İçinde estetik ve yaratıcılığı barındıran reklamlara bayılsamda, hayatla ilgili aforizmalar sunan ve etik sınırları zorlayanlar sinirlerimi bozuyor. Bir otomobil reklamı vardı eskiden, bir adam camdan aşağı düşerken son anda bir yere tutunmuş yardım bekliyordu. Bu sırada olayı gören aynı apartmandan bir kadın hızla dışarı çıktı ve biz kendisini reklamın kahramanı ilan edecekken o bizi şoka uğrattı. Meğerse adamın hayati durumu umrunda değilmiş kadının. Adam arabasının üzerine düşüpte o ‘gücün sembolü’ cici arabasına zarar gelmesin diye çırpınıyormuş kadın. Arabasını biraz geriye çektide rahatladı ve büyük bir huzurla evine döndü sonra. Bu reklam epey sinirlerimi bozmuştu zamanında örneğin. Bu sadece bir tanesi tabi, bu gibi sinir bozucu reklamlar çok. Nesneyi yücelterek insanlığı devre dışı bırakan bu tarz etik dışı reklamlar her gün utanmadan gözümüzün içine sokuluyor. İnsancıl duyguların ve değerlerin önemini yitirip materyalizmin yüceltildiği bir çağda reklamların toplum üzerindeki etkilerinide hesaba katarsak konu ‘amaan reklam işte’ deyip geçilemeyecek kadar önemli bence. Umarım reklam verenler ve reklamcılar konuya daha duyarlı davranabilme yeteneğini gösterirler.
yorumlar
toplumsal değerleri kullanarak ürün tanıtan öyle çok firma var ki…

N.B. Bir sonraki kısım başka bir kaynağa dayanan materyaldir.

//! Authorization and current-user checkers.

use crate::context::RequestContext;
use crate::error::HttpError;
use async_trait::async_trait;
use serde_json::Value;

/// Decides whether a request may run an action requiring `roles`.
#[async_trait]
pub trait AuthorizationChecker: Send + Sync + 'static {
    async fn check(&self, ctx: &RequestContext, roles: &[String]) -> Result<bool, HttpError>;
}

/// Resolves the user making a request.
#[async_trait]
pub trait CurrentUserChecker: Send + Sync + 'static {
    /// `None` when nobody is logged in
    async fn current_user(&self, ctx: &RequestContext) -> Result<Option<Value>, HttpError>;
}

/// Authorization checker from a synchronous closure.
pub struct FnAuthorizationChecker<F> {
    f: F,
}

impl<F> FnAuthorizationChecker<F>
where
    F: Fn(&RequestContext, &[String]) -> bool + Send + Sync + 'static,
{
    pub fn new(f: F) -> Self {
        Self { f }
    }
}

#[async_trait]
impl<F> AuthorizationChecker for FnAuthorizationChecker<F>
where
    F: Fn(&RequestContext, &[String]) -> bool + Send + Sync + 'static,
{
    async fn check(&self, ctx: &RequestContext, roles: &[String]) -> Result<bool, HttpError> {
        Ok((self.f)(ctx, roles))
    }
}

/// Current-user checker from a synchronous closure.
pub struct FnCurrentUserChecker<F> {
    f: F,
}

impl<F> FnCurrentUserChecker<F>
where
    F: Fn(&RequestContext) -> Option<Value> + Send + Sync + 'static,
{
    pub fn new(f: F) -> Self {
        Self { f }
    }
}

#[async_trait]
impl<F> CurrentUserChecker for FnCurrentUserChecker<F>
where
    F: Fn(&RequestContext) -> Option<Value> + Send + Sync + 'static,
{
    async fn current_user(&self, ctx: &RequestContext) -> Result<Option<Value>, HttpError> {
        Ok((self.f)(ctx))
    }
}
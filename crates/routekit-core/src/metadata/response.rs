use crate::context::RequestContext;
use crate::error::HttpError;
use crate::transform::{ClassTransformOptions, ObjectType};
use http::StatusCode;
use std::fmt;
use std::sync::Arc;

/// What to do when an action returns nothing (or null).
#[derive(Clone)]
pub enum OnEmpty {
    /// Respond with this status
    Status(StatusCode),
    /// Fail with the produced error
    Error(Arc<dyn Fn(&RequestContext) -> HttpError + Send + Sync>),
}

impl OnEmpty {
    pub fn error<F>(factory: F) -> Self
    where
        F: Fn(&RequestContext) -> HttpError + Send + Sync + 'static,
    {
        OnEmpty::Error(Arc::new(factory))
    }

    /// Status to respond with, or the error to raise instead.
    pub fn resolve(&self, ctx: &RequestContext) -> Result<StatusCode, HttpError> {
        match self {
            OnEmpty::Status(status) => Ok(*status),
            OnEmpty::Error(factory) => Err(factory(ctx)),
        }
    }
}

impl fmt::Debug for OnEmpty {
    fn fmt(&self, f: &mut fmt::Formatter<'_>) -> fmt::Result {
        match self {
            OnEmpty::Status(status) => write!(f, "Status({})", status.as_u16()),
            OnEmpty::Error(_) => f.write_str("Error(..)"),
        }
    }
}

/// Response-shaping declarations on a controller or action.
#[derive(Clone)]
pub enum ResponseHandlerKind {
    SuccessCode(StatusCode),
    OnUndefined(OnEmpty),
    OnNull(OnEmpty),
    /// Sets `Content-Type`; a value containing `json` makes the action JSON-typed
    ContentType(String),
    Header(String, String),
    Location(String),
    /// Redirect target; `:key` placeholders are filled from an object result
    Redirect(String),
    /// Template rendered with the result as context
    Render(String),
    Authorized(Vec<String>),
    /// Options for converting the result to a plain value
    ResponseClassTransform(ClassTransformOptions),
    /// Model the result is converted through before emission
    ResponseModel(Arc<dyn ObjectType>),
}

impl ResponseHandlerKind {
    pub fn name(&self) -> &'static str {
        match self {
            ResponseHandlerKind::SuccessCode(_) => "success-code",
            ResponseHandlerKind::OnUndefined(_) => "on-undefined",
            ResponseHandlerKind::OnNull(_) => "on-null",
            ResponseHandlerKind::ContentType(_) => "content-type",
            ResponseHandlerKind::Header(_, _) => "header",
            ResponseHandlerKind::Location(_) => "location",
            ResponseHandlerKind::Redirect(_) => "redirect",
            ResponseHandlerKind::Render(_) => "rendered-template",
            ResponseHandlerKind::Authorized(_) => "authorized",
            ResponseHandlerKind::ResponseClassTransform(_) => "response-class-transform",
            ResponseHandlerKind::ResponseModel(_) => "response-model",
        }
    }
}

impl fmt::Debug for ResponseHandlerKind {
    fn fmt(&self, f: &mut fmt::Formatter<'_>) -> fmt::Result {
        f.write_str(self.name())
    }
}
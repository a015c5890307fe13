//! # RouteKit Validation
//!
//! Validation support for controller action parameters. Parameter types
//! derive `validator::Validate`; the execution engine runs validation after
//! the plain value has been converted into the declared target type and turns
//! failures into a structured error.
//!
//! ## Example
//!
//! ```rust,ignore
//! use routekit_validate::prelude::*;
//! use validator::Validate;
//!
//! #[derive(Validate)]
//! struct CreateUser {
//!     #[validate(email)]
//!     email: String,
//!
//!     #[validate(length(min = 3, max = 50))]
//!     username: String,
//! }
//! ```
//!
//! ## Error Format
//!
//! ```json
//! {
//!   "error": {
//!     "type": "validation_error",
//!     "message": "Validation failed",
//!     "target": "user",
//!     "fields": [
//!       {"field": "email", "code": "email", "message": "Validation failed for field 'email'"}
//!     ]
//!   }
//! }
//! ```

mod error;
mod validate;

pub use error::{FieldError, ValidationError};
pub use validate::Validate;

pub use validator::Validate as ValidatorValidate;

/// Prelude module for validation
pub mod prelude {
    pub use crate::error::{FieldError, ValidationError};
    pub use crate::validate::Validate;
    pub use validator::Validate as ValidatorValidate;
}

Ben de bu aralar selocan denen küçük çocuklara üzülüyorum. Kazık kadar adamlar yanlarına birer velet almış ve onları “baz istasyonu” yapmış. Biz de onlara bakıp bakıp “ay ne şeker konuşuyor, pek de şirin şeyler canım” diyoruz. Yazık bu çocuklara yahuu, o kafalarındaki antenlerle yakında androit gibi bir nesle dönüşücekler, haberleri yok. Baz istasyonunu bile sevimli gibi göstermeye çalışıyorlar ya, pes artık!